//! Error types for type gathering, member lookup and attribute binding.
//!
//! ## Error Hierarchy
//!
//! ```text
//! CompilationError   - reported, non-fatal; processing continues
//! ├── declaration    - duplicates, recursive bases, missing override/new
//! ├── resolution     - not found, ambiguous, not a member, no applicable overload
//! └── attribute      - bad attribute class, target or argument
//! CompilationWarning - reported, never blocks compilation
//! FatalError         - metadata allocation failure; aborts the compilation
//! ```

use thiserror::Error;

use crate::Span;

/// Render candidate lines as `\n  candidate` for ambiguity messages.
fn candidate_lines(candidates: &[String]) -> String {
    candidates.iter().map(|c| format!("\n  {c}")).collect()
}

// ============================================================================
// Compilation Errors
// ============================================================================

/// Errors reported while gathering types, resolving names and binding attributes.
#[derive(Debug, Clone, PartialEq, Error)]
pub enum CompilationError {
    // === Declaration ===
    /// A declared type collides with a type from a referenced unit.
    #[error("at {span}: `{name}' conflicts with imported type")]
    ImportedTypeConflict { name: String, span: Span },

    /// A declared type collides with an earlier declaration.
    #[error("at {span}: `{name}' is already declared (previous declaration at {previous})")]
    AlreadyDeclared {
        name: String,
        /// Where the first declaration was.
        previous: Span,
        span: Span,
    },

    /// A namespace segment collides with an existing type.
    #[error("at {span}: `{name}' is not a valid namespace")]
    InvalidNamespace { name: String, span: Span },

    /// A declared type collides with an existing namespace.
    #[error("at {span}: `{name}' cannot be declared as a type because it is already declared as namespace")]
    TypeIsNamespace { name: String, span: Span },

    /// A member has the same name as a nested type of its class.
    #[error("at {span}: member `{name}' conflicts with a type name in the same scope")]
    MemberConflictsWithType { name: String, span: Span },

    /// The base type graph contains a cycle through this type.
    #[error("at {span}: `{name}' is defined recursively")]
    RecursiveDefinition { name: String, span: Span },

    /// A base type expression does not name a class or interface.
    #[error("at {span}: invalid base type")]
    InvalidBaseType { span: Span },

    /// More than one non-interface base was listed.
    #[error("at {span}: `{name}': class inherits from two or more non-interface classes")]
    MultipleClassBases { name: String, span: Span },

    /// An interface listed a class as a base.
    #[error("at {span}: interface `{name}' inherits from non-interface class")]
    InterfaceInheritsClass { name: String, span: Span },

    /// The parent class is sealed.
    #[error("at {span}: inheriting from a sealed parent class `{parent}'")]
    SealedParent { parent: String, span: Span },

    /// A member clashes with another member of the same class.
    #[error("at {span}: declaration of `{name}' conflicts with an existing member")]
    MemberConflict { name: String, span: Span },

    /// A member hides an inherited member without `new`.
    #[error("at {span}: declaration of `{name}' hides an inherited member, and `new' was not present")]
    HidesInherited { name: String, span: Span },

    /// A member overrides an inherited virtual member without `override`.
    #[error("at {span}: declaration of `{name}' overrides an inherited member, and `override' was not present")]
    MissingOverride { name: String, span: Span },

    /// `override` was given but no inherited virtual member matches.
    #[error("at {span}: `{name}': no suitable member found to override")]
    NothingToOverride { name: String, span: Span },

    /// An explicit implementation qualifier is not an interface.
    #[error("at {span}: `{name}' is not an interface")]
    NotAnInterface { name: String, span: Span },

    /// Explicit interface implementations were used inside an interface.
    #[error("at {span}: cannot use explicit interface member implementations within interfaces")]
    ExplicitImplInInterface { span: Span },

    /// An explicit interface implementation carries a forbidden modifier.
    #[error("at {span}: explicit interface member implementation {reason}")]
    InvalidExplicitImpl { reason: String, span: Span },

    /// The named interface has no member with this name and signature.
    #[error("at {span}: specified member is not present in `{interface}'")]
    InterfaceMemberMissing { interface: String, span: Span },

    #[error("at {span}: `__arglist' must be the last formal parameter")]
    ArglistNotLast { span: Span },

    #[error("at {span}: `__arglist' cannot be used with indexers")]
    ArglistInIndexer { span: Span },

    #[error("at {span}: the identifier `value__' is reserved in enumerated types")]
    ReservedEnumMember { span: Span },

    /// An event's declared type is not a delegate.
    #[error("at {span}: `{name}' is not a delegate type")]
    NotADelegate { name: String, span: Span },

    #[error("at {span}: cannot declare an event called `value'")]
    EventNamedValue { span: Span },

    /// A name used as a type resolved to something else.
    #[error("at {span}: `{name}' is not a type")]
    NotAType { name: String, span: Span },

    // === Resolution ===
    /// A simple name matched nothing.
    #[error("at {span}: `{name}' is not declared in the current scope")]
    NotDeclared { name: String, span: Span },

    /// A name matched several unrelated candidates.
    #[error("at {span}: `{name}' is ambiguous; possibilities are:{}", candidate_lines(.candidates))]
    Ambiguous {
        name: String,
        /// One line per distinct candidate.
        candidates: Vec<String>,
        span: Span,
    },

    #[error("at {span}: `{name}' is not a member of the namespace `{namespace}'")]
    NotNamespaceMember {
        name: String,
        namespace: String,
        span: Span,
    },

    /// Static lookup through a type found nothing usable.
    #[error("at {span}: `{name}' is not a member of the type `{type_name}'")]
    NotTypeMember {
        name: String,
        type_name: String,
        span: Span,
    },

    /// Instance lookup through a value found nothing usable.
    #[error("at {span}: `{name}' is not an instance member of the type `{type_name}'")]
    NotInstanceMember {
        name: String,
        type_name: String,
        span: Span,
    },

    #[error("at {span}: invalid left operand to `.'")]
    InvalidLeftOperand { span: Span },

    /// No candidate in a method group accepts the arguments.
    #[error("at {span}: no accessible member `{name}' is applicable to the arguments ({args})")]
    NoApplicableMember {
        name: String,
        args: String,
        span: Span,
    },

    /// Several candidates accept the arguments and none is better.
    #[error("at {span}: call to `{name}' is ambiguous; candidates are:{}", candidate_lines(.candidates))]
    AmbiguousOverload {
        name: String,
        candidates: Vec<String>,
        span: Span,
    },

    // === Attributes ===
    #[error("at {span}: `{name}' is not an attribute class")]
    NotAnAttribute { name: String, span: Span },

    #[error("at {span}: cannot apply abstract attribute class `{name}'")]
    AbstractAttribute { name: String, span: Span },

    #[error("at {span}: `{target}' is not a recognized attribute target")]
    UnknownAttributeTarget { target: String, span: Span },

    #[error("at {span}: attribute target `{target}' is not valid for this declaration")]
    InvalidAttributeTarget { target: String, span: Span },

    /// The attribute's usage constraint excludes this declaration kind.
    #[error("at {span}: attribute `{name}' is not valid on this declaration type")]
    AttributeNotValidOn { name: String, span: Span },

    /// The usage meta-attribute was applied to a non-attribute class.
    #[error("at {span}: `{name}' may only be applied to attribute classes")]
    UsageOnNonAttribute { name: String, span: Span },

    #[error("at {span}: attribute class `{name}' definition is recursive")]
    RecursiveAttribute { name: String, span: Span },

    #[error("at {span}: attribute argument is not a constant")]
    NotConstant { span: Span },

    #[error("at {span}: attribute argument of type `{type_name}' cannot be serialized")]
    NotSerializable { type_name: String, span: Span },

    #[error("at {span}: cannot convert attribute argument from `{from}' to `{to}'")]
    CannotCoerce { from: String, to: String, span: Span },

    // === Other ===
    /// An internal invariant was violated.
    #[error("internal error: {message}")]
    Internal { message: String },
}

impl CompilationError {
    /// Get the span where this error occurred.
    pub fn span(&self) -> Span {
        match self {
            CompilationError::ImportedTypeConflict { span, .. }
            | CompilationError::AlreadyDeclared { span, .. }
            | CompilationError::InvalidNamespace { span, .. }
            | CompilationError::TypeIsNamespace { span, .. }
            | CompilationError::MemberConflictsWithType { span, .. }
            | CompilationError::RecursiveDefinition { span, .. }
            | CompilationError::InvalidBaseType { span }
            | CompilationError::MultipleClassBases { span, .. }
            | CompilationError::InterfaceInheritsClass { span, .. }
            | CompilationError::SealedParent { span, .. }
            | CompilationError::MemberConflict { span, .. }
            | CompilationError::HidesInherited { span, .. }
            | CompilationError::MissingOverride { span, .. }
            | CompilationError::NothingToOverride { span, .. }
            | CompilationError::NotAnInterface { span, .. }
            | CompilationError::ExplicitImplInInterface { span }
            | CompilationError::InvalidExplicitImpl { span, .. }
            | CompilationError::InterfaceMemberMissing { span, .. }
            | CompilationError::ArglistNotLast { span }
            | CompilationError::ArglistInIndexer { span }
            | CompilationError::ReservedEnumMember { span }
            | CompilationError::NotADelegate { span, .. }
            | CompilationError::EventNamedValue { span }
            | CompilationError::NotAType { span, .. }
            | CompilationError::NotDeclared { span, .. }
            | CompilationError::Ambiguous { span, .. }
            | CompilationError::NotNamespaceMember { span, .. }
            | CompilationError::NotTypeMember { span, .. }
            | CompilationError::NotInstanceMember { span, .. }
            | CompilationError::InvalidLeftOperand { span }
            | CompilationError::NoApplicableMember { span, .. }
            | CompilationError::AmbiguousOverload { span, .. }
            | CompilationError::NotAnAttribute { span, .. }
            | CompilationError::AbstractAttribute { span, .. }
            | CompilationError::UnknownAttributeTarget { span, .. }
            | CompilationError::InvalidAttributeTarget { span, .. }
            | CompilationError::AttributeNotValidOn { span, .. }
            | CompilationError::UsageOnNonAttribute { span, .. }
            | CompilationError::RecursiveAttribute { span, .. }
            | CompilationError::NotConstant { span }
            | CompilationError::NotSerializable { span, .. }
            | CompilationError::CannotCoerce { span, .. } => *span,
            CompilationError::Internal { .. } => Span::default(),
        }
    }

    /// Whether this is a name-resolution error.
    pub fn is_resolution(&self) -> bool {
        matches!(
            self,
            CompilationError::NotDeclared { .. }
                | CompilationError::Ambiguous { .. }
                | CompilationError::NotNamespaceMember { .. }
                | CompilationError::NotTypeMember { .. }
                | CompilationError::NotInstanceMember { .. }
                | CompilationError::InvalidLeftOperand { .. }
                | CompilationError::NoApplicableMember { .. }
                | CompilationError::AmbiguousOverload { .. }
        )
    }
}

// ============================================================================
// Warnings
// ============================================================================

/// Non-blocking diagnostics.
#[derive(Debug, Clone, PartialEq, Error)]
pub enum CompilationWarning {
    /// `new` was given but nothing is hidden.
    #[error("at {span}: declaration of `{name}' includes unnecessary `new' keyword")]
    UnnecessaryNew { name: String, span: Span },
}

impl CompilationWarning {
    pub fn span(&self) -> Span {
        match self {
            CompilationWarning::UnnecessaryNew { span, .. } => *span,
        }
    }
}

// ============================================================================
// Fatal Errors
// ============================================================================

/// Unrecoverable failures that abort the whole compilation.
#[derive(Debug, Clone, PartialEq, Eq, Error)]
pub enum FatalError {
    /// The metadata sink could not allocate a record.
    #[error("out of memory while {context}")]
    OutOfMemory { context: String },
}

# # # # #

Problem statement:
For the material above, the answer must be only the number of lines holding the word "without".

Reply:
2